### INFORMATION SUPPLIED:
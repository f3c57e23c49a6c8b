use gloo::net::http::{
  Request,
  RequestBuilder,
  Response
};
use serde::de::DeserializeOwned;
use serde_json::de::from_str;
use taskflow_shared::api::{
  EXPORT_PATH,
  STATS_PATH,
  TASKS_PATH,
  disposition_filename,
  status_path,
  task_path
};
use taskflow_shared::{
  ApiError,
  BackupFile,
  QueryParams,
  Status,
  Task,
  TaskApi,
  TaskDraft,
  TaskStats
};
use uuid::Uuid;

/// `TaskApi` over the browser's fetch.
/// An empty base URL means same origin.
#[derive(Debug, Clone, PartialEq)]
pub struct GlooTaskApi {
  base_url: String
}

impl GlooTaskApi {
  pub fn new(base_url: &str) -> Self {
    Self {
      base_url: base_url
        .trim_end_matches('/')
        .to_string()
    }
  }

  fn url(&self, path: &str) -> String {
    format!("{}{path}", self.base_url)
  }

  async fn send(
    url: &str,
    builder: RequestBuilder,
    draft: Option<&TaskDraft>
  ) -> Result<Response, ApiError> {
    let transport = |err: gloo::net::Error| {
      tracing::error!(url, error = %err, "request failed");
      ApiError::Transport {
        url:     url.to_string(),
        message: err.to_string()
      }
    };

    let response = match draft {
      | Some(draft) => {
        draft.validate()?;
        let request: Request = builder
          .json(draft)
          .map_err(transport)?;
        request.send().await
      }
      | None => builder.send().await
    }
    .map_err(transport)?;

    tracing::debug!(
      url,
      status = response.status(),
      "response received"
    );
    if response.ok() {
      return Ok(response);
    }

    let status = response.status();
    let body =
      response.text().await.unwrap_or_default();
    tracing::warn!(url, status, body = %body, "non-success response");
    Err(ApiError::Status {
      url: url.to_string(),
      status,
      body
    })
  }

  async fn read_json<T>(
    url: &str,
    response: Response
  ) -> Result<T, ApiError>
  where
    T: DeserializeOwned
  {
    let text =
      response.text().await.map_err(|err| {
        ApiError::Transport {
          url:     url.to_string(),
          message: err.to_string()
        }
      })?;
    from_str(&text).map_err(|err| {
      tracing::error!(url, error = %err, "failed decoding response body");
      ApiError::Decode {
        url:     url.to_string(),
        message: err.to_string()
      }
    })
  }
}

impl TaskApi for GlooTaskApi {
  async fn list_tasks(
    &self,
    query: &QueryParams
  ) -> Result<Vec<Task>, ApiError> {
    let url = self.url(TASKS_PATH);
    tracing::debug!(url = %url, params = ?query, "listing tasks");
    let builder =
      Request::get(&url).query(query.iter());
    let response =
      Self::send(&url, builder, None).await?;
    let tasks: Vec<Task> =
      Self::read_json(&url, response).await?;
    for task in
      tasks.iter().filter(|t| !t.history_is_consistent())
    {
      tracing::warn!(
        task = %task.id,
        status = %task.status,
        "status history does not end in current status"
      );
    }
    Ok(tasks)
  }

  async fn get_task(
    &self,
    id: Uuid
  ) -> Result<Task, ApiError> {
    let url = self.url(&task_path(id));
    let response = Self::send(
      &url,
      Request::get(&url),
      None
    )
    .await?;
    Self::read_json(&url, response).await
  }

  async fn create_task(
    &self,
    draft: &TaskDraft
  ) -> Result<Task, ApiError> {
    let url = self.url(TASKS_PATH);
    let response = Self::send(
      &url,
      Request::post(&url),
      Some(draft)
    )
    .await?;
    Self::read_json(&url, response).await
  }

  async fn update_task(
    &self,
    id: Uuid,
    draft: &TaskDraft
  ) -> Result<Task, ApiError> {
    let url = self.url(&task_path(id));
    let response = Self::send(
      &url,
      Request::put(&url),
      Some(draft)
    )
    .await?;
    Self::read_json(&url, response).await
  }

  async fn set_status(
    &self,
    id: Uuid,
    status: Status
  ) -> Result<Task, ApiError> {
    let url = self.url(&status_path(id));
    let builder = Request::put(&url)
      .query([("status", status.as_str())]);
    let response =
      Self::send(&url, builder, None).await?;
    Self::read_json(&url, response).await
  }

  async fn delete_task(
    &self,
    id: Uuid
  ) -> Result<(), ApiError> {
    let url = self.url(&task_path(id));
    Self::send(
      &url,
      Request::delete(&url),
      None
    )
    .await?;
    Ok(())
  }

  async fn stats(
    &self
  ) -> Result<TaskStats, ApiError> {
    let url = self.url(STATS_PATH);
    let response = Self::send(
      &url,
      Request::get(&url),
      None
    )
    .await?;
    Self::read_json(&url, response).await
  }

  async fn export_backup(
    &self
  ) -> Result<BackupFile, ApiError> {
    let url = self.url(EXPORT_PATH);
    let response = Self::send(
      &url,
      Request::get(&url),
      None
    )
    .await?;
    let suggested_name = response
      .headers()
      .get("content-disposition")
      .as_deref()
      .and_then(disposition_filename);
    let bytes =
      response.binary().await.map_err(|err| {
        ApiError::Transport {
          url:     url.clone(),
          message: err.to_string()
        }
      })?;
    Ok(BackupFile {
      suggested_name,
      bytes
    })
  }
}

### TRY IT:
Word for word, repeat each line of the listing.

### RESULT BELOW:
repository f3c57e23c49a6c8b
use gloo::net::http::{
  Request,
  RequestBuilder,
  Response
};
use serde::de::DeserializeOwned;
use serde_json::de::from_str;
use taskflow_shared::api::{
  EXPORT_PATH,
  STATS_PATH,
  TASKS_PATH,
  disposition_filename,
  status_path,
  task_path
};
use taskflow_shared::{
  ApiError,
  BackupFile,
  QueryParams,
  Status,
  Task,
  TaskApi,
  TaskDraft,
  TaskStats
};
use uuid::Uuid;

/// `TaskApi` over the browser's fetch.
/// An empty base URL means same origin.
#[derive(Debug, Clone, PartialEq)]
pub struct GlooTaskApi {
  base_url: String
}

impl GlooTaskApi {
  pub fn new(base_url: &str) -> Self {
    Self {
      base_url: base_url
        .trim_end_matches('/')
        .to_string()
    }
  }

  fn url(&self, path: &str) -> String {
    format!("{}{path}", self.base_url)
  }

  async fn send(
    url: &str,
    builder: RequestBuilder,
    draft: Option<&TaskDraft>
  ) -> Result<Response, ApiError> {
    let transport = |err: gloo::net::Error| {
      tracing::error!(url, error = %err, "request failed");
      ApiError::Transport {
        url:     url.to_string(),
        message: err.to_string()
      }
    };

    let response = match draft {
      | Some(draft) => {
        draft.validate()?;
        let request: Request = builder
          .json(draft)
          .map_err(transport)?;
        request.send().await
      }
      | None => builder.send().await
    }
    .map_err(transport)?;

    tracing::debug!(
      url,
      status = response.status(),
      "response received"
    );
    if response.ok() {
      return Ok(response);
    }

    let status = response.status();
    let body =
      response.text().await.unwrap_or_default();
    tracing::warn!(url, status, body = %body, "non-success response");
    Err(ApiError::Status {
      url: url.to_string(),
      status,
      body
    })
  }

  async fn read_json<T>(
    url: &str,
    response: Response
  ) -> Result<T, ApiError>
  where
    T: DeserializeOwned
  {
    let text =
      response.text().await.map_err(|err| {
        ApiError::Transport {
          url:     url.to_string(),
          message: err.to_string()
        }
      })?;
    from_str(&text).map_err(|err| {
      tracing::error!(url, error = %err, "failed decoding response body");
      ApiError::Decode {
        url:     url.to_string(),
        message: err.to_string()
      }
    })
  }
}

impl TaskApi for GlooTaskApi {
  async fn list_tasks(
    &self,
    query: &QueryParams
  ) -> Result<Vec<Task>, ApiError> {
    let url = self.url(TASKS_PATH);
    tracing::debug!(url = %url, params = ?query, "listing tasks");
    let builder =
      Request::get(&url).query(query.iter());
    let response =
      Self::send(&url, builder, None).await?;
    let tasks: Vec<Task> =
      Self::read_json(&url, response).await?;
    for task in
      tasks.iter().filter(|t| !t.history_is_consistent())
    {
      tracing::warn!(
        task = %task.id,
        status = %task.status,
        "status history does not end in current status"
      );
    }
    Ok(tasks)
  }

  async fn get_task(
    &self,
    id: Uuid
  ) -> Result<Task, ApiError> {
    let url = self.url(&task_path(id));
    let response = Self::send(
      &url,
      Request::get(&url),
      None
    )
    .await?;
    Self::read_json(&url, response).await
  }

  async fn create_task(
    &self,
    draft: &TaskDraft
  ) -> Result<Task, ApiError> {
    let url = self.url(TASKS_PATH);
    let response = Self::send(
      &url,
      Request::post(&url),
      Some(draft)
    )
    .await?;
    Self::read_json(&url, response).await
  }

  async fn update_task(
    &self,
    id: Uuid,
    draft: &TaskDraft
  ) -> Result<Task, ApiError> {
    let url = self.url(&task_path(id));
    let response = Self::send(
      &url,
      Request::put(&url),
      Some(draft)
    )
    .await?;
    Self::read_json(&url, response).await
  }

  async fn set_status(
    &self,
    id: Uuid,
    status: Status
  ) -> Result<Task, ApiError> {
    let url = self.url(&status_path(id));
    let builder = Request::put(&url)
      .query([("status", status.as_str())]);
    let response =
      Self::send(&url, builder, None).await?;
    Self::read_json(&url, response).await
  }

  async fn delete_task(
    &self,
    id: Uuid
  ) -> Result<(), ApiError> {
    let url = self.url(&task_path(id));
    Self::send(
      &url,
      Request::delete(&url),
      None
    )
    .await?;
    Ok(())
  }

  async fn stats(
    &self
  ) -> Result<TaskStats, ApiError> {
    let url = self.url(STATS_PATH);
    let response = Self::send(
      &url,
      Request::get(&url),
      None
    )
    .await?;
    Self::read_json(&url, response).await
  }

  async fn export_backup(
    &self
  ) -> Result<BackupFile, ApiError> {
    let url = self.url(EXPORT_PATH);
    let response = Self::send(
      &url,
      Request::get(&url),
      None
    )
    .await?;
    let suggested_name = response
      .headers()
      .get("content-disposition")
      .as_deref()
      .and_then(disposition_filename);
    let bytes =
      response.binary().await.map_err(|err| {
        ApiError::Transport {
          url:     url.clone(),
          message: err.to_string()
        }
      })?;
    Ok(BackupFile {
      suggested_name,
      bytes
    })
  }
}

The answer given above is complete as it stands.